■ Problem: Find the line with "exporter.export_all_dpis(&dpis, &regions.regions, &scheme);" in the entries below. Repeat it, every following line, and the line with "let fonts = Fonts::embedded().map_err(|e|", exactly and with nothing added.

Saved entries
───

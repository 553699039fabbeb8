//! Render command implementation - export choropleth and hotspot maps as PNG

use std::fs;
use std::path::{Path, PathBuf};

use choro_core::{
    load_category_map, load_regions, load_value_map, CategoricalPalette, ChoroError, ColorRamp, ColorScheme,
};
use choro_raster::{ExportConfig, ExportKind, Fonts, MapExporter, Theme};

use crate::config::{Config, NumberKind, PageKind};
use crate::error::{CliError, CliResult};
use crate::PaletteKind;

/// Command-line values for `choro render`. Unset options fall back to the config file.
#[derive(Debug, Clone)]
pub struct RenderOptions {
    pub geojson: PathBuf,
    pub values: Option<PathBuf>,
    pub categories: Option<PathBuf>,
    pub palette: PaletteKind,
    pub title: Option<String>,
    pub subtitle: Option<String>,
    pub dpi: Vec<u32>,
    pub classes: Option<usize>,
    pub kind: Option<PageKind>,
    pub number_format: Option<NumberKind>,
    pub name: Option<String>,
    pub out_dir: Option<PathBuf>,
}

pub fn execute(config: &Config, opts: RenderOptions) -> CliResult<Vec<PathBuf>> {
    log::info!("Starting map export");
    log::info!("Boundaries: {}", opts.geojson.display());

    let dpis = if opts.dpi.is_empty() { config.render.dpi.clone() } else { opts.dpi.clone() };
    validate_dpis(&dpis)?;
    let classes = opts.classes.unwrap_or(config.render.classes);
    if opts.values.is_some() {
        validate_classes(classes)?;
    }

    let regions = load_regions(require_file(&opts.geojson)?, &config.map.properties)
        .map_err(|e| input_error(&opts.geojson, e))?;
    if regions.is_empty() {
        return Err(CliError::invalid_input(
            opts.geojson.display().to_string(),
            "no drawable Polygon/MultiPolygon features",
        ));
    }

    let scheme = build_scheme(config, &opts, classes)?;
    let export_config = build_export_config(config, &opts, load_fonts(config)?);
    warn_missing_glyphs(&export_config);
    log::info!(
        "Exporting '{}' at {:?} DPI ({:?})",
        export_config.base_name,
        dpis,
        export_config.kind
    );

    let out_dir = opts.out_dir.clone().unwrap_or_else(|| config.render.out_dir.clone());
    fs::create_dir_all(&out_dir)?;

    let exporter = MapExporter::new(export_config);
    let results = exporter.export_all_dpis(&dpis, &regions.regions, &scheme);

    let mut written = Vec::with_capacity(results.len());
    let mut first_failure = None;
    for (dpi, result) in dpis.iter().zip(results) {
        match result {
            Ok(image) => {
                let path = out_dir.join(&image.filename);
                fs::write(&path, &image.bytes)?;
                log::info!(
                    "Wrote {} ({}x{} px, {} DPI, {} bytes)",
                    path.display(),
                    image.width,
                    image.height,
                    image.dpi,
                    image.bytes.len()
                );
                written.push(path);
            }
            Err(err) => {
                log::error!("Export at {} DPI failed: {}", dpi, err);
                first_failure.get_or_insert_with(|| CliError::export(*dpi, err.to_string()));
            }
        }
    }

    match first_failure {
        Some(err) => Err(err),
        None => {
            log::info!("Map export completed successfully");
            Ok(written)
        }
    }
}

fn validate_dpis(dpis: &[u32]) -> CliResult<()> {
    if dpis.is_empty() {
        return Err(CliError::validation("at least one DPI value is required"));
    }
    if let Some(bad) = dpis.iter().find(|&&d| d == 0) {
        return Err(CliError::validation(format!("DPI must be positive, got {}", bad)));
    }
    Ok(())
}

fn validate_classes(classes: usize) -> CliResult<()> {
    if classes == 0 {
        return Err(CliError::validation("class count must be at least 1"));
    }
    Ok(())
}

/// Embedded fonts, extended with `[theme] fallback_font` when configured.
fn load_fonts(config: &Config) -> CliResult<Fonts> {
    let fonts = Fonts::embedded().map_err(|e| CliError::config(e.to_string()))?;
    let Some(path) = &config.theme.fallback_font else {
        return Ok(fonts);
    };
    let bytes = fs::read(require_file(path)?).map_err(|e| CliError::io(format!("{}: {}", path.display(), e)))?;
    log::info!("Using fallback font {}", path.display());
    fonts.with_fallback(&bytes).map_err(|e| CliError::config(format!("{}: {}", path.display(), e)))
}

fn warn_missing_glyphs(cfg: &ExportConfig) {
    let texts = [Some(cfg.title.as_str()), cfg.subtitle.as_deref(), Some(cfg.attribution.primary.as_str())];
    let mut missing: Vec<char> = texts
        .into_iter()
        .flatten()
        .flat_map(str::chars)
        .filter(|ch| !ch.is_whitespace() && !cfg.fonts.has_glyph(*ch))
        .collect();
    missing.sort_unstable();
    missing.dedup();
    if !missing.is_empty() {
        let sample: String = missing.iter().take(8).collect();
        log::warn!(
            "{} characters have no glyph and will draw as boxes (e.g. \"{}\"); set [theme] fallback_font",
            missing.len(),
            sample
        );
    }
}

fn require_file(path: &Path) -> CliResult<&Path> {
    if path.exists() {
        Ok(path)
    } else {
        Err(CliError::file_not_found(path.to_path_buf()))
    }
}

fn input_error(path: &Path, err: ChoroError) -> CliError {
    match err {
        ChoroError::Io(e) => CliError::io(format!("{}: {}", path.display(), e)),
        other => CliError::invalid_input(path.display().to_string(), other.to_string()),
    }
}

fn build_scheme(config: &Config, opts: &RenderOptions, classes: usize) -> CliResult<ColorScheme> {
    match (&opts.values, &opts.categories) {
        (Some(values_path), None) => {
            let values = load_value_map(require_file(values_path)?).map_err(|e| input_error(values_path, e))?;
            let ramp = ColorRamp::new(config.theme.ramp.clone(), config.theme.no_data)
                .map_err(|e| CliError::config(e.to_string()))?;
            let format = opts.number_format.unwrap_or(config.render.number_format);
            log::info!("Classifying {} values into {} classes", values.len(), classes);
            Ok(ColorScheme::continuous(values, ramp, classes, format.into()))
        }
        (None, Some(categories_path)) => {
            let assignments =
                load_category_map(require_file(categories_path)?).map_err(|e| input_error(categories_path, e))?;
            let base = match opts.palette {
                PaletteKind::Gistar => CategoricalPalette::getis_ord(),
                PaletteKind::Moran => CategoricalPalette::local_moran(),
            };
            let palette = CategoricalPalette::new(base.categories().to_vec(), config.theme.no_data)
                .map_err(|e| CliError::config(e.to_string()))?;
            log::info!("Coloring {} regions with the {:?} palette", assignments.len(), opts.palette);
            Ok(ColorScheme::categorical(palette, assignments))
        }
        _ => Err(CliError::validation("exactly one of --values or --categories is required")),
    }
}

fn build_export_config(config: &Config, opts: &RenderOptions, fonts: Fonts) -> ExportConfig {
    let defaults = ExportConfig::default();
    let kind: ExportKind = opts.kind.unwrap_or(config.render.kind).into();

    // The data file names the output unless --name is given
    let base_name = opts
        .name
        .clone()
        .or_else(|| {
            opts.values
                .as_ref()
                .or(opts.categories.as_ref())
                .and_then(|p| p.file_stem())
                .map(|s| s.to_string_lossy().into_owned())
        })
        .unwrap_or(defaults.base_name);

    ExportConfig {
        kind,
        title: opts.title.clone().unwrap_or_else(|| base_name.clone()),
        subtitle: opts.subtitle.clone(),
        base_name,
        bounds: config.map.bounds,
        theme: Theme { water: config.theme.water, ..Theme::default() },
        attribution: (&config.attribution).into(),
        fonts,
        ..defaults
    }
}

#[cfg(test)]
mod tests {
    use super::*;
    use tempfile::TempDir;

    const REGIONS: &str = r#"{
        "type": "FeatureCollection",
        "features": [
            {"type": "Feature", "properties": {"adm_cd": "11010", "adm_nm": "Jongno"},
             "geometry": {"type": "Polygon", "coordinates": [[[126.9, 37.5], [127.1, 37.5], [127.1, 37.7], [126.9, 37.5]]]}},
            {"type": "Feature", "properties": {"adm_cd": "26010", "adm_nm": "Jung"},
             "geometry": {"type": "Polygon", "coordinates": [[[129.0, 35.0], [129.2, 35.0], [129.2, 35.2], [129.0, 35.0]]]}}
        ]
    }"#;

    fn options(dir: &TempDir) -> RenderOptions {
        let geojson = dir.path().join("regions.geojson");
        fs::write(&geojson, REGIONS).unwrap();
        RenderOptions {
            geojson,
            values: None,
            categories: None,
            palette: PaletteKind::Gistar,
            title: Some("Test".into()),
            subtitle: None,
            dpi: vec![96],
            classes: None,
            kind: Some(PageKind::Map),
            number_format: None,
            name: None,
            out_dir: Some(dir.path().join("out")),
        }
    }

    #[test]
    fn test_render_values_writes_one_file_per_dpi() {
        let dir = TempDir::new().unwrap();
        let values = dir.path().join("population.json");
        fs::write(&values, r#"{"11010": 1200, "26010": 98000}"#).unwrap();

        let opts = RenderOptions { values: Some(values), dpi: vec![96, 150], ..options(&dir) };
        let written = execute(&Config::default(), opts).unwrap();

        let names: Vec<_> = written.iter().map(|p| p.file_name().unwrap().to_string_lossy().into_owned()).collect();
        assert_eq!(names, vec!["population_96dpi.png", "population_150dpi.png"]);
        for path in &written {
            let bytes = fs::read(path).unwrap();
            assert_eq!(&bytes[37..41], b"pHYs");
        }
    }

    #[test]
    fn test_render_categories_full_page() {
        let dir = TempDir::new().unwrap();
        let labels = dir.path().join("hotspots.json");
        fs::write(&labels, r#"{"11010": "hot_99", "26010": "ns"}"#).unwrap();

        let opts = RenderOptions {
            categories: Some(labels),
            kind: Some(PageKind::A4),
            name: Some("gistar".into()),
            ..options(&dir)
        };
        let written = execute(&Config::default(), opts).unwrap();
        assert_eq!(written.len(), 1);
        assert!(written[0].ends_with("gistar_A4_96dpi.png"));
    }

    #[test]
    fn test_missing_data_file_is_reported() {
        let dir = TempDir::new().unwrap();
        let opts = RenderOptions { values: Some(dir.path().join("absent.json")), ..options(&dir) };
        let err = execute(&Config::default(), opts).unwrap_err();
        assert!(matches!(err, CliError::FileNotFound { .. }));
    }

    #[test]
    fn test_zero_dpi_is_rejected() {
        let dir = TempDir::new().unwrap();
        let values = dir.path().join("v.json");
        fs::write(&values, "{}").unwrap();
        let opts = RenderOptions { values: Some(values), dpi: vec![300, 0], ..options(&dir) };
        assert!(matches!(execute(&Config::default(), opts), Err(CliError::Validation { .. })));
    }

    #[test]
    fn test_zero_classes_is_rejected() {
        let dir = TempDir::new().unwrap();
        let values = dir.path().join("v.json");
        fs::write(&values, r#"{"11010": 1.0}"#).unwrap();
        let opts = RenderOptions { values: Some(values.clone()), classes: Some(0), ..options(&dir) };
        assert!(matches!(execute(&Config::default(), opts), Err(CliError::Validation { .. })));

        let mut config = Config::default();
        config.render.classes = 0;
        let opts = RenderOptions { values: Some(values), ..options(&dir) };
        assert!(matches!(execute(&config, opts), Err(CliError::Validation { .. })));
        assert!(!dir.path().join("out").exists());
    }

    #[test]
    fn test_empty_ramp_is_config_error() {
        let dir = TempDir::new().unwrap();
        let values = dir.path().join("v.json");
        fs::write(&values, r#"{"11010": 1.0}"#).unwrap();
        let mut config = Config::default();
        config.theme.ramp.clear();
        let opts = RenderOptions { values: Some(values), ..options(&dir) };
        assert!(matches!(execute(&config, opts), Err(CliError::Config { .. })));
    }

    #[test]
    fn test_unreadable_fallback_font_is_config_error() {
        let dir = TempDir::new().unwrap();
        let font = dir.path().join("broken.ttf");
        fs::write(&font, b"not a font").unwrap();
        let mut config = Config::default();
        config.theme.fallback_font = Some(font);
        assert!(matches!(load_fonts(&config), Err(CliError::Config { .. })));

        config.theme.fallback_font = Some(dir.path().join("absent.ttf"));
        assert!(matches!(load_fonts(&config), Err(CliError::FileNotFound { .. })));
    }

    #[test]
    fn test_korean_title_renders() {
        let dir = TempDir::new().unwrap();
        let values = dir.path().join("density.json");
        fs::write(&values, r#"{"11010": 1.5, "26010": 2.5}"#).unwrap();
        let opts = RenderOptions {
            values: Some(values),
            title: Some("인구 밀도".into()),
            kind: Some(PageKind::A4),
            ..options(&dir)
        };
        let written = execute(&Config::default(), opts).unwrap();
        assert!(written[0].ends_with("density_A4_96dpi.png"));
    }

    #[test]
    fn test_malformed_geojson_is_invalid_input() {
        let dir = TempDir::new().unwrap();
        let mut opts = options(&dir);
        fs::write(&opts.geojson, r#"{"type": "Feature"}"#).unwrap();
        let values = dir.path().join("v.json");
        fs::write(&values, "{}").unwrap();
        opts.values = Some(values);
        assert!(matches!(execute(&Config::default(), opts), Err(CliError::InvalidInput { .. })));
    }
}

───

■ Task response:
    let results = exporter.export_all_dpis(&dpis, &regions.regions, &scheme);

    let mut written = Vec::with_capacity(results.len());
    let mut first_failure = None;
    for (dpi, result) in dpis.iter().zip(results) {
        match result {
            Ok(image) => {
                let path = out_dir.join(&image.filename);
                fs::write(&path, &image.bytes)?;
                log::info!(
                    "Wrote {} ({}x{} px, {} DPI, {} bytes)",
                    path.display(),
                    image.width,
                    image.height,
                    image.dpi,
                    image.bytes.len()
                );
                written.push(path);
            }
            Err(err) => {
                log::error!("Export at {} DPI failed: {}", dpi, err);
                first_failure.get_or_insert_with(|| CliError::export(*dpi, err.to_string()));
            }
        }
    }

    match first_failure {
        Some(err) => Err(err),
        None => {
            log::info!("Map export completed successfully");
            Ok(written)
        }
    }
}

fn validate_dpis(dpis: &[u32]) -> CliResult<()> {
    if dpis.is_empty() {
        return Err(CliError::validation("at least one DPI value is required"));
    }
    if let Some(bad) = dpis.iter().find(|&&d| d == 0) {
        return Err(CliError::validation(format!("DPI must be positive, got {}", bad)));
    }
    Ok(())
}

fn validate_classes(classes: usize) -> CliResult<()> {
    if classes == 0 {
        return Err(CliError::validation("class count must be at least 1"));
    }
    Ok(())
}

/// Embedded fonts, extended with `[theme] fallback_font` when configured.
fn load_fonts(config: &Config) -> CliResult<Fonts> {
    let fonts = Fonts::embedded().map_err(|e| CliError::config(e.to_string()))?;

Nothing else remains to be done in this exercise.